Task> Would you reproduce all of the entries below, character for character?

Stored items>
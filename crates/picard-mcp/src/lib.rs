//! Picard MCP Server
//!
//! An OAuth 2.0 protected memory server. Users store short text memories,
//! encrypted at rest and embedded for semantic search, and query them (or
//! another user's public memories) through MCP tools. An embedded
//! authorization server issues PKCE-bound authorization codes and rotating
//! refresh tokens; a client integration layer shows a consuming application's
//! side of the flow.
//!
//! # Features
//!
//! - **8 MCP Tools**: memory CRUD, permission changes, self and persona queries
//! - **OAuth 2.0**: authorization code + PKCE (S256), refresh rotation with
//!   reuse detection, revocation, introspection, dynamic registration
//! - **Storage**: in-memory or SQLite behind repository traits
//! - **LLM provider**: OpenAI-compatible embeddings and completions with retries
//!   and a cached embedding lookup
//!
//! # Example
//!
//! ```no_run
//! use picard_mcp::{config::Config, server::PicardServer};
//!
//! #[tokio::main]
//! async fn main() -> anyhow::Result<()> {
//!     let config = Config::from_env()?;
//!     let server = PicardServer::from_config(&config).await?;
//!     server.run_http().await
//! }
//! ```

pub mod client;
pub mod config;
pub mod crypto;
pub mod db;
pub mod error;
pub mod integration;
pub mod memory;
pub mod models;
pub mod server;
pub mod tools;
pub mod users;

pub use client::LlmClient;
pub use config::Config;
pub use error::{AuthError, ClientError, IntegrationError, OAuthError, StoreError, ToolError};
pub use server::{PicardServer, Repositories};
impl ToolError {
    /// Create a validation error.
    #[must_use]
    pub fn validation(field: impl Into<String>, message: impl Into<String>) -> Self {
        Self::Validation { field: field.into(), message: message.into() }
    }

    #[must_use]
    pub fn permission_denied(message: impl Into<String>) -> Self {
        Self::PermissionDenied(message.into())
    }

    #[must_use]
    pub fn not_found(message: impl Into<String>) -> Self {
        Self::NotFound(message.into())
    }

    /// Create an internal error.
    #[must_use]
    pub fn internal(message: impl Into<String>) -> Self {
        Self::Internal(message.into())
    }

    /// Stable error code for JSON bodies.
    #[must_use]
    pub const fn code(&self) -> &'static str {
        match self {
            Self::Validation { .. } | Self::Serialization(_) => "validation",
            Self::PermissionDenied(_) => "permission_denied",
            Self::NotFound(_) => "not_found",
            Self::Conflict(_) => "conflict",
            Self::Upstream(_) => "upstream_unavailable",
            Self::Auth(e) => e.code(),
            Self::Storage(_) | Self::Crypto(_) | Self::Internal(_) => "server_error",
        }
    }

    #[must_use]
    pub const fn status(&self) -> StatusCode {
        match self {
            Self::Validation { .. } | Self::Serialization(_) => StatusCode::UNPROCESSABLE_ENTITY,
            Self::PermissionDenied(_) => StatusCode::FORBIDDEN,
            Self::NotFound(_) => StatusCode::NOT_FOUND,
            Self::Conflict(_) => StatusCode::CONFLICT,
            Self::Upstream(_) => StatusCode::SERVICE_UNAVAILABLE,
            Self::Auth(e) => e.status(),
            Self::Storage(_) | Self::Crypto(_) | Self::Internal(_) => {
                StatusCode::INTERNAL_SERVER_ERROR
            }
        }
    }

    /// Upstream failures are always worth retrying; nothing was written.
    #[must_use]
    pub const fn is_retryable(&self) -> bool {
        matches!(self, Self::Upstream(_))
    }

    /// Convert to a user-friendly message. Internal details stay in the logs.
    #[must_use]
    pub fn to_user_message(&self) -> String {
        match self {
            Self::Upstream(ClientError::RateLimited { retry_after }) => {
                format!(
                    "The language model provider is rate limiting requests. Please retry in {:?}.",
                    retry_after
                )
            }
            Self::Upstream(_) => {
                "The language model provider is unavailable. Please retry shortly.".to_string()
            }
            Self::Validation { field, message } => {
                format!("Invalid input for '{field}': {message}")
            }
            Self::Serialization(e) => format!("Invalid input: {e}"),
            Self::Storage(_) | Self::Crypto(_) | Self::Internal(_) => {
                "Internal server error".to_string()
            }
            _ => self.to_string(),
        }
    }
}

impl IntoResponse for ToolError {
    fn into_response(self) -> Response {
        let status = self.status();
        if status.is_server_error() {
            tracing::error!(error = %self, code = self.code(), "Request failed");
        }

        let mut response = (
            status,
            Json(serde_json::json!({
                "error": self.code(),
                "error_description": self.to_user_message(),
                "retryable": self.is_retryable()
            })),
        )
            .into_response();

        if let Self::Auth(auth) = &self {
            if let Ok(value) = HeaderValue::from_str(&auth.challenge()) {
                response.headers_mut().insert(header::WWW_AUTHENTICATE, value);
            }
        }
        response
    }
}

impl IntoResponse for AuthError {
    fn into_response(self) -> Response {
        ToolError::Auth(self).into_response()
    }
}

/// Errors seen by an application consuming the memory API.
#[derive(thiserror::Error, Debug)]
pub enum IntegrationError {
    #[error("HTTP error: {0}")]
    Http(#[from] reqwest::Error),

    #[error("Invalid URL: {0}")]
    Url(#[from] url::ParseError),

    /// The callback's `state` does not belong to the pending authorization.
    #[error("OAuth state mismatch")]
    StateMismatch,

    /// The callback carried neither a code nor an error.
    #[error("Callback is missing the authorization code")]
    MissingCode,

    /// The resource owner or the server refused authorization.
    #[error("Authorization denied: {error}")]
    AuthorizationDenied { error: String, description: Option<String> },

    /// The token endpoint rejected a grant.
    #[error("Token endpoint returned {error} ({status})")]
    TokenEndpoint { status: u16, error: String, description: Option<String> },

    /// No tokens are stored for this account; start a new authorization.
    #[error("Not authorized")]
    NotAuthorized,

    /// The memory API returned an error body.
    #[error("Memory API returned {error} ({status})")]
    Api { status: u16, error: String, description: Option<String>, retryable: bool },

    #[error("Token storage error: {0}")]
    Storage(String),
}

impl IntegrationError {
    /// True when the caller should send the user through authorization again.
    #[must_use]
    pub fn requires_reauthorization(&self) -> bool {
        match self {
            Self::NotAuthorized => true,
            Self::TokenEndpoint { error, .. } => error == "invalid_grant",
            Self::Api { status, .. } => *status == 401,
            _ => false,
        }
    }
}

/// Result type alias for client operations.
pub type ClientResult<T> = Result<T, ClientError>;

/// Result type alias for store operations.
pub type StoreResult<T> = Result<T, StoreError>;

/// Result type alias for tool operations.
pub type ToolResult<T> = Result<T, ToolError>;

Response to this task>
filename crates/picard-mcp/src/lib.rs
//! Picard MCP Server
//!
//! An OAuth 2.0 protected memory server. Users store short text memories,
//! encrypted at rest and embedded for semantic search, and query them (or
//! another user's public memories) through MCP tools. An embedded
//! authorization server issues PKCE-bound authorization codes and rotating
//! refresh tokens; a client integration layer shows a consuming application's
//! side of the flow.
//!
//! # Features
//!
//! - **8 MCP Tools**: memory CRUD, permission changes, self and persona queries
//! - **OAuth 2.0**: authorization code + PKCE (S256), refresh rotation with
//!   reuse detection, revocation, introspection, dynamic registration
//! - **Storage**: in-memory or SQLite behind repository traits
//! - **LLM provider**: OpenAI-compatible embeddings and completions with retries
//!   and a cached embedding lookup
//!
//! # Example
//!
//! ```no_run
//! use picard_mcp::{config::Config, server::PicardServer};
//!
//! #[tokio::main]
//! async fn main() -> anyhow::Result<()> {
//!     let config = Config::from_env()?;
//!     let server = PicardServer::from_config(&config).await?;
//!     server.run_http().await
//! }
//! ```

pub mod client;
pub mod config;
pub mod crypto;
pub mod db;
pub mod error;
pub mod integration;
pub mod memory;
pub mod models;
pub mod server;
pub mod tools;
pub mod users;

pub use client::LlmClient;
pub use config::Config;
pub use error::{AuthError, ClientError, IntegrationError, OAuthError, StoreError, ToolError};
pub use server::{PicardServer, Repositories};
impl ToolError {
    /// Create a validation error.
    #[must_use]
    pub fn validation(field: impl Into<String>, message: impl Into<String>) -> Self {
        Self::Validation { field: field.into(), message: message.into() }
    }

    #[must_use]
    pub fn permission_denied(message: impl Into<String>) -> Self {
        Self::PermissionDenied(message.into())
    }

    #[must_use]
    pub fn not_found(message: impl Into<String>) -> Self {
        Self::NotFound(message.into())
    }

    /// Create an internal error.
    #[must_use]
    pub fn internal(message: impl Into<String>) -> Self {
        Self::Internal(message.into())
    }

    /// Stable error code for JSON bodies.
    #[must_use]
    pub const fn code(&self) -> &'static str {
        match self {
            Self::Validation { .. } | Self::Serialization(_) => "validation",
            Self::PermissionDenied(_) => "permission_denied",
            Self::NotFound(_) => "not_found",
            Self::Conflict(_) => "conflict",
            Self::Upstream(_) => "upstream_unavailable",
            Self::Auth(e) => e.code(),
            Self::Storage(_) | Self::Crypto(_) | Self::Internal(_) => "server_error",
        }
    }

    #[must_use]
    pub const fn status(&self) -> StatusCode {
        match self {
            Self::Validation { .. } | Self::Serialization(_) => StatusCode::UNPROCESSABLE_ENTITY,
            Self::PermissionDenied(_) => StatusCode::FORBIDDEN,
            Self::NotFound(_) => StatusCode::NOT_FOUND,
            Self::Conflict(_) => StatusCode::CONFLICT,
            Self::Upstream(_) => StatusCode::SERVICE_UNAVAILABLE,
            Self::Auth(e) => e.status(),
            Self::Storage(_) | Self::Crypto(_) | Self::Internal(_) => {
                StatusCode::INTERNAL_SERVER_ERROR
            }
        }
    }

    /// Upstream failures are always worth retrying; nothing was written.
    #[must_use]
    pub const fn is_retryable(&self) -> bool {
        matches!(self, Self::Upstream(_))
    }

    /// Convert to a user-friendly message. Internal details stay in the logs.
    #[must_use]
    pub fn to_user_message(&self) -> String {
        match self {
            Self::Upstream(ClientError::RateLimited { retry_after }) => {
                format!(
                    "The language model provider is rate limiting requests. Please retry in {:?}.",
                    retry_after
                )
            }
            Self::Upstream(_) => {
                "The language model provider is unavailable. Please retry shortly.".to_string()
            }
            Self::Validation { field, message } => {
                format!("Invalid input for '{field}': {message}")
            }
            Self::Serialization(e) => format!("Invalid input: {e}"),
            Self::Storage(_) | Self::Crypto(_) | Self::Internal(_) => {
                "Internal server error".to_string()
            }
            _ => self.to_string(),
        }
    }
}

impl IntoResponse for ToolError {
    fn into_response(self) -> Response {
        let status = self.status();
        if status.is_server_error() {
            tracing::error!(error = %self, code = self.code(), "Request failed");
        }

        let mut response = (
            status,
            Json(serde_json::json!({
                "error": self.code(),
                "error_description": self.to_user_message(),
                "retryable": self.is_retryable()
            })),
        )
            .into_response();

        if let Self::Auth(auth) = &self {
            if let Ok(value) = HeaderValue::from_str(&auth.challenge()) {
                response.headers_mut().insert(header::WWW_AUTHENTICATE, value);
            }
        }
        response
    }
}

impl IntoResponse for AuthError {
    fn into_response(self) -> Response {
        ToolError::Auth(self).into_response()
    }
}

/// Errors seen by an application consuming the memory API.
#[derive(thiserror::Error, Debug)]
pub enum IntegrationError {
    #[error("HTTP error: {0}")]
    Http(#[from] reqwest::Error),

    #[error("Invalid URL: {0}")]
    Url(#[from] url::ParseError),

    /// The callback's `state` does not belong to the pending authorization.
    #[error("OAuth state mismatch")]
    StateMismatch,

    /// The callback carried neither a code nor an error.
    #[error("Callback is missing the authorization code")]
    MissingCode,

    /// The resource owner or the server refused authorization.
    #[error("Authorization denied: {error}")]
    AuthorizationDenied { error: String, description: Option<String> },

    /// The token endpoint rejected a grant.
    #[error("Token endpoint returned {error} ({status})")]
    TokenEndpoint { status: u16, error: String, description: Option<String> },

    /// No tokens are stored for this account; start a new authorization.
    #[error("Not authorized")]
    NotAuthorized,

    /// The memory API returned an error body.
    #[error("Memory API returned {error} ({status})")]
    Api { status: u16, error: String, description: Option<String>, retryable: bool },

    #[error("Token storage error: {0}")]
    Storage(String),
}

impl IntegrationError {
    /// True when the caller should send the user through authorization again.
    #[must_use]
    pub fn requires_reauthorization(&self) -> bool {
        match self {
            Self::NotAuthorized => true,
            Self::TokenEndpoint { error, .. } => error == "invalid_grant",
            Self::Api { status, .. } => *status == 401,
            _ => false,
        }
    }
}

/// Result type alias for client operations.
pub type ClientResult<T> = Result<T, ClientError>;

/// Result type alias for store operations.
pub type StoreResult<T> = Result<T, StoreError>;

/// Result type alias for tool operations.
pub type ToolResult<T> = Result<T, ToolError>;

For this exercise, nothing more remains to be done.